- [Task description] An exact reproduction of all entries is expected.

- [Records provided]
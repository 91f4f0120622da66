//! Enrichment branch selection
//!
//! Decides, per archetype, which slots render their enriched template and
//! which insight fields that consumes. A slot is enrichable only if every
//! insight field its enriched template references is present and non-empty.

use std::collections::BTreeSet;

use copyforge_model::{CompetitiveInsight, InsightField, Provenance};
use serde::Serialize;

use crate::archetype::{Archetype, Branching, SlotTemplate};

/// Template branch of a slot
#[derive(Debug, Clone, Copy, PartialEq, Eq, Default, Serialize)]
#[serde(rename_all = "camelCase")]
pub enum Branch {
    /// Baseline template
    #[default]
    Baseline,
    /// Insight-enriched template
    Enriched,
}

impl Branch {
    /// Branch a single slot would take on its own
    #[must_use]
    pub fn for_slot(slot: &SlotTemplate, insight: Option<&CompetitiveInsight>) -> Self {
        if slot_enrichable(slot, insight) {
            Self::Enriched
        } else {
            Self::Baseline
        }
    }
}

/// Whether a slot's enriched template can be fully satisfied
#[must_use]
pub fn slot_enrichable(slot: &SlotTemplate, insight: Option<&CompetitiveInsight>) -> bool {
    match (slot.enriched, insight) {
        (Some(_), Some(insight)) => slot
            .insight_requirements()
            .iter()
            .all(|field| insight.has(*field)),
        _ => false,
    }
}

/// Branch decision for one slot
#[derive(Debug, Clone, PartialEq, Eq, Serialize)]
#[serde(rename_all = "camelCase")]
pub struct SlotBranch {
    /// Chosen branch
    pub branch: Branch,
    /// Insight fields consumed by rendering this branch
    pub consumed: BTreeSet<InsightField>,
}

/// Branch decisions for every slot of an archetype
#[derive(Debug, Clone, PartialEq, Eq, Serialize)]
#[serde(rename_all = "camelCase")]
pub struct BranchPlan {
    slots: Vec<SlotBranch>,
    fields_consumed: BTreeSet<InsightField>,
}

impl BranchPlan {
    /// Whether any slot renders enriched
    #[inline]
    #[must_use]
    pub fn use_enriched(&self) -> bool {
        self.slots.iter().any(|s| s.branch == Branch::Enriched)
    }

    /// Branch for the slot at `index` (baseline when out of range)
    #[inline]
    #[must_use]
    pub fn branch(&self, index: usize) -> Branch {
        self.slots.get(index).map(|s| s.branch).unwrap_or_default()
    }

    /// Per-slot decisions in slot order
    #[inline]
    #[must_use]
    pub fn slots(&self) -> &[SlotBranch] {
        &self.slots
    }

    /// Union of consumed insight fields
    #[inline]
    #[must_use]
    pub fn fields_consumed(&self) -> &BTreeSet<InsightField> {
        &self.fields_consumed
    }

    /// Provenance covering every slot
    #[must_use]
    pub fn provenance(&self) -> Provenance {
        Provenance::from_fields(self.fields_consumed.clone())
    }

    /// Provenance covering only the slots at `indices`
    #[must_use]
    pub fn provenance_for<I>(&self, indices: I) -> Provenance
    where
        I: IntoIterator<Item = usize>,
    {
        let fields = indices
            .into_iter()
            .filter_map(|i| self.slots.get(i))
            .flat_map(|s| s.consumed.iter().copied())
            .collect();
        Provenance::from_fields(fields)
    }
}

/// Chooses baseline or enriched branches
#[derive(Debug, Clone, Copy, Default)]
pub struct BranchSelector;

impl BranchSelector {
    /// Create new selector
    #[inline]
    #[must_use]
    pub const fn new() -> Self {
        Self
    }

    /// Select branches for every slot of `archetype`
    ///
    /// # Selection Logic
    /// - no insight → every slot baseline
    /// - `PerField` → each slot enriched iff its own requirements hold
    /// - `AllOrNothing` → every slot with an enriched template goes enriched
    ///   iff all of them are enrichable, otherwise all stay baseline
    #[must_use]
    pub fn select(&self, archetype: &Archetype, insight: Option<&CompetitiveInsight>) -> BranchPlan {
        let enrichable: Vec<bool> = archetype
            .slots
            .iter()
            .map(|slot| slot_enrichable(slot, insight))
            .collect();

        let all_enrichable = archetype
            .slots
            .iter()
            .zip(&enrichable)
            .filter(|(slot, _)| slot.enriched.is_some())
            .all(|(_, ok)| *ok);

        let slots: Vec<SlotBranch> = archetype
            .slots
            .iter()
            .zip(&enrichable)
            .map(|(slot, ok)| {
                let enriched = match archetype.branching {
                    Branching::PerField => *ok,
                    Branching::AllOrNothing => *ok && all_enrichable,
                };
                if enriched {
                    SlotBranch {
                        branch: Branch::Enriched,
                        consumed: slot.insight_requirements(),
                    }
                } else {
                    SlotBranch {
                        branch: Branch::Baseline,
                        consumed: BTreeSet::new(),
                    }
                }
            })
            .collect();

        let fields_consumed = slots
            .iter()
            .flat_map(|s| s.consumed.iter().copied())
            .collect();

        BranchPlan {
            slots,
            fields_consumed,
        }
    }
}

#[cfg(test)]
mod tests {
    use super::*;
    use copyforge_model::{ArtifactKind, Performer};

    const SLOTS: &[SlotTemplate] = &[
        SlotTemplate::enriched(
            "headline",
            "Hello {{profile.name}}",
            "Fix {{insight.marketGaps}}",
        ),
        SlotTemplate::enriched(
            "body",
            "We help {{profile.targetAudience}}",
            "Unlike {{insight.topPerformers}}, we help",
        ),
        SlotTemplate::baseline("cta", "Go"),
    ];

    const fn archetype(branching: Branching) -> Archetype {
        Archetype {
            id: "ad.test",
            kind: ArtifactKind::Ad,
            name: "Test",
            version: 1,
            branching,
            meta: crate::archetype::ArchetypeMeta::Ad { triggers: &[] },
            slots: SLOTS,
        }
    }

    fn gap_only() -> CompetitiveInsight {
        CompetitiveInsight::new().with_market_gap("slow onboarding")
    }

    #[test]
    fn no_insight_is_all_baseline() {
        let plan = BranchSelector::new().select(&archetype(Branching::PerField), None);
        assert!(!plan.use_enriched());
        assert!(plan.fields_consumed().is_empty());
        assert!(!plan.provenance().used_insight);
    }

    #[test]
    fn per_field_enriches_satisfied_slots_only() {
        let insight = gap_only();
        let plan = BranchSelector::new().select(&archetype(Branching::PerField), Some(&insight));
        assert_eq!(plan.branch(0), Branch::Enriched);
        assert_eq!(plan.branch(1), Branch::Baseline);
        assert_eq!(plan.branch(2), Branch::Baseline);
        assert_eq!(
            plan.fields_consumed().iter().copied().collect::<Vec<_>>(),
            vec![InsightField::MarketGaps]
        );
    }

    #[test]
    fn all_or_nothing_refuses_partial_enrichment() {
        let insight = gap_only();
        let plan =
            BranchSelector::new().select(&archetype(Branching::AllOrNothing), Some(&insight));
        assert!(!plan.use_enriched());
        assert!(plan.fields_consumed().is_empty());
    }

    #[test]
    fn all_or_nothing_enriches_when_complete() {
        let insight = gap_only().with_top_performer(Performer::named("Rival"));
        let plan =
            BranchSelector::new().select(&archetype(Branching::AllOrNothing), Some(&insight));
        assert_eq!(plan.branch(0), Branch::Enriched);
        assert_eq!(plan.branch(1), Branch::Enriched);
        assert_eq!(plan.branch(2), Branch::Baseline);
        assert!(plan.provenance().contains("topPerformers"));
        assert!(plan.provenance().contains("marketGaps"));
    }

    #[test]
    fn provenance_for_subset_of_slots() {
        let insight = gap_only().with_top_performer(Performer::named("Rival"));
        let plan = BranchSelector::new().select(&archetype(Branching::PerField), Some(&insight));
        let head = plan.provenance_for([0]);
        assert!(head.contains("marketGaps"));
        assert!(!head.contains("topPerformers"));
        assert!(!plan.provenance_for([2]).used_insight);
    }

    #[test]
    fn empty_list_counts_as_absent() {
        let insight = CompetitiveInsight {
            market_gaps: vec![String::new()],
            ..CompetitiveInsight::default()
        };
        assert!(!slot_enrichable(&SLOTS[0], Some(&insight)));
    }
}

- [Expected answer]
repository 91f4f0120622da66
//! Enrichment branch selection
//!
//! Decides, per archetype, which slots render their enriched template and
//! which insight fields that consumes. A slot is enrichable only if every
//! insight field its enriched template references is present and non-empty.

use std::collections::BTreeSet;

use copyforge_model::{CompetitiveInsight, InsightField, Provenance};
use serde::Serialize;

use crate::archetype::{Archetype, Branching, SlotTemplate};

/// Template branch of a slot
#[derive(Debug, Clone, Copy, PartialEq, Eq, Default, Serialize)]
#[serde(rename_all = "camelCase")]
pub enum Branch {
    /// Baseline template
    #[default]
    Baseline,
    /// Insight-enriched template
    Enriched,
}

impl Branch {
    /// Branch a single slot would take on its own
    #[must_use]
    pub fn for_slot(slot: &SlotTemplate, insight: Option<&CompetitiveInsight>) -> Self {
        if slot_enrichable(slot, insight) {
            Self::Enriched
        } else {
            Self::Baseline
        }
    }
}

/// Whether a slot's enriched template can be fully satisfied
#[must_use]
pub fn slot_enrichable(slot: &SlotTemplate, insight: Option<&CompetitiveInsight>) -> bool {
    match (slot.enriched, insight) {
        (Some(_), Some(insight)) => slot
            .insight_requirements()
            .iter()
            .all(|field| insight.has(*field)),
        _ => false,
    }
}

/// Branch decision for one slot
#[derive(Debug, Clone, PartialEq, Eq, Serialize)]
#[serde(rename_all = "camelCase")]
pub struct SlotBranch {
    /// Chosen branch
    pub branch: Branch,
    /// Insight fields consumed by rendering this branch
    pub consumed: BTreeSet<InsightField>,
}

/// Branch decisions for every slot of an archetype
#[derive(Debug, Clone, PartialEq, Eq, Serialize)]
#[serde(rename_all = "camelCase")]
pub struct BranchPlan {
    slots: Vec<SlotBranch>,
    fields_consumed: BTreeSet<InsightField>,
}

impl BranchPlan {
    /// Whether any slot renders enriched
    #[inline]
    #[must_use]
    pub fn use_enriched(&self) -> bool {
        self.slots.iter().any(|s| s.branch == Branch::Enriched)
    }

    /// Branch for the slot at `index` (baseline when out of range)
    #[inline]
    #[must_use]
    pub fn branch(&self, index: usize) -> Branch {
        self.slots.get(index).map(|s| s.branch).unwrap_or_default()
    }

    /// Per-slot decisions in slot order
    #[inline]
    #[must_use]
    pub fn slots(&self) -> &[SlotBranch] {
        &self.slots
    }

    /// Union of consumed insight fields
    #[inline]
    #[must_use]
    pub fn fields_consumed(&self) -> &BTreeSet<InsightField> {
        &self.fields_consumed
    }

    /// Provenance covering every slot
    #[must_use]
    pub fn provenance(&self) -> Provenance {
        Provenance::from_fields(self.fields_consumed.clone())
    }

    /// Provenance covering only the slots at `indices`
    #[must_use]
    pub fn provenance_for<I>(&self, indices: I) -> Provenance
    where
        I: IntoIterator<Item = usize>,
    {
        let fields = indices
            .into_iter()
            .filter_map(|i| self.slots.get(i))
            .flat_map(|s| s.consumed.iter().copied())
            .collect();
        Provenance::from_fields(fields)
    }
}

/// Chooses baseline or enriched branches
#[derive(Debug, Clone, Copy, Default)]
pub struct BranchSelector;

impl BranchSelector {
    /// Create new selector
    #[inline]
    #[must_use]
    pub const fn new() -> Self {
        Self
    }

    /// Select branches for every slot of `archetype`
    ///
    /// # Selection Logic
    /// - no insight → every slot baseline
    /// - `PerField` → each slot enriched iff its own requirements hold
    /// - `AllOrNothing` → every slot with an enriched template goes enriched
    ///   iff all of them are enrichable, otherwise all stay baseline
    #[must_use]
    pub fn select(&self, archetype: &Archetype, insight: Option<&CompetitiveInsight>) -> BranchPlan {
        let enrichable: Vec<bool> = archetype
            .slots
            .iter()
            .map(|slot| slot_enrichable(slot, insight))
            .collect();

        let all_enrichable = archetype
            .slots
            .iter()
            .zip(&enrichable)
            .filter(|(slot, _)| slot.enriched.is_some())
            .all(|(_, ok)| *ok);

        let slots: Vec<SlotBranch> = archetype
            .slots
            .iter()
            .zip(&enrichable)
            .map(|(slot, ok)| {
                let enriched = match archetype.branching {
                    Branching::PerField => *ok,
                    Branching::AllOrNothing => *ok && all_enrichable,
                };
                if enriched {
                    SlotBranch {
                        branch: Branch::Enriched,
                        consumed: slot.insight_requirements(),
                    }
                } else {
                    SlotBranch {
                        branch: Branch::Baseline,
                        consumed: BTreeSet::new(),
                    }
                }
            })
            .collect();

        let fields_consumed = slots
            .iter()
            .flat_map(|s| s.consumed.iter().copied())
            .collect();

        BranchPlan {
            slots,
            fields_consumed,
        }
    }
}

#[cfg(test)]
mod tests {
    use super::*;
    use copyforge_model::{ArtifactKind, Performer};

    const SLOTS: &[SlotTemplate] = &[
        SlotTemplate::enriched(
            "headline",
            "Hello {{profile.name}}",
            "Fix {{insight.marketGaps}}",
        ),
        SlotTemplate::enriched(
            "body",
            "We help {{profile.targetAudience}}",
            "Unlike {{insight.topPerformers}}, we help",
        ),
        SlotTemplate::baseline("cta", "Go"),
    ];

    const fn archetype(branching: Branching) -> Archetype {
        Archetype {
            id: "ad.test",
            kind: ArtifactKind::Ad,
            name: "Test",
            version: 1,
            branching,
            meta: crate::archetype::ArchetypeMeta::Ad { triggers: &[] },
            slots: SLOTS,
        }
    }

    fn gap_only() -> CompetitiveInsight {
        CompetitiveInsight::new().with_market_gap("slow onboarding")
    }

    #[test]
    fn no_insight_is_all_baseline() {
        let plan = BranchSelector::new().select(&archetype(Branching::PerField), None);
        assert!(!plan.use_enriched());
        assert!(plan.fields_consumed().is_empty());
        assert!(!plan.provenance().used_insight);
    }

    #[test]
    fn per_field_enriches_satisfied_slots_only() {
        let insight = gap_only();
        let plan = BranchSelector::new().select(&archetype(Branching::PerField), Some(&insight));
        assert_eq!(plan.branch(0), Branch::Enriched);
        assert_eq!(plan.branch(1), Branch::Baseline);
        assert_eq!(plan.branch(2), Branch::Baseline);
        assert_eq!(
            plan.fields_consumed().iter().copied().collect::<Vec<_>>(),
            vec![InsightField::MarketGaps]
        );
    }

    #[test]
    fn all_or_nothing_refuses_partial_enrichment() {
        let insight = gap_only();
        let plan =
            BranchSelector::new().select(&archetype(Branching::AllOrNothing), Some(&insight));
        assert!(!plan.use_enriched());
        assert!(plan.fields_consumed().is_empty());
    }

    #[test]
    fn all_or_nothing_enriches_when_complete() {
        let insight = gap_only().with_top_performer(Performer::named("Rival"));
        let plan =
            BranchSelector::new().select(&archetype(Branching::AllOrNothing), Some(&insight));
        assert_eq!(plan.branch(0), Branch::Enriched);
        assert_eq!(plan.branch(1), Branch::Enriched);
        assert_eq!(plan.branch(2), Branch::Baseline);
        assert!(plan.provenance().contains("topPerformers"));
        assert!(plan.provenance().contains("marketGaps"));
    }

    #[test]
    fn provenance_for_subset_of_slots() {
        let insight = gap_only().with_top_performer(Performer::named("Rival"));
        let plan = BranchSelector::new().select(&archetype(Branching::PerField), Some(&insight));
        let head = plan.provenance_for([0]);
        assert!(head.contains("marketGaps"));
        assert!(!head.contains("topPerformers"));
        assert!(!plan.provenance_for([2]).used_insight);
    }

    #[test]
    fn empty_list_counts_as_absent() {
        let insight = CompetitiveInsight {
            market_gaps: vec![String::new()],
            ..CompetitiveInsight::default()
        };
        assert!(!slot_enrichable(&SLOTS[0], Some(&insight)));
    }
}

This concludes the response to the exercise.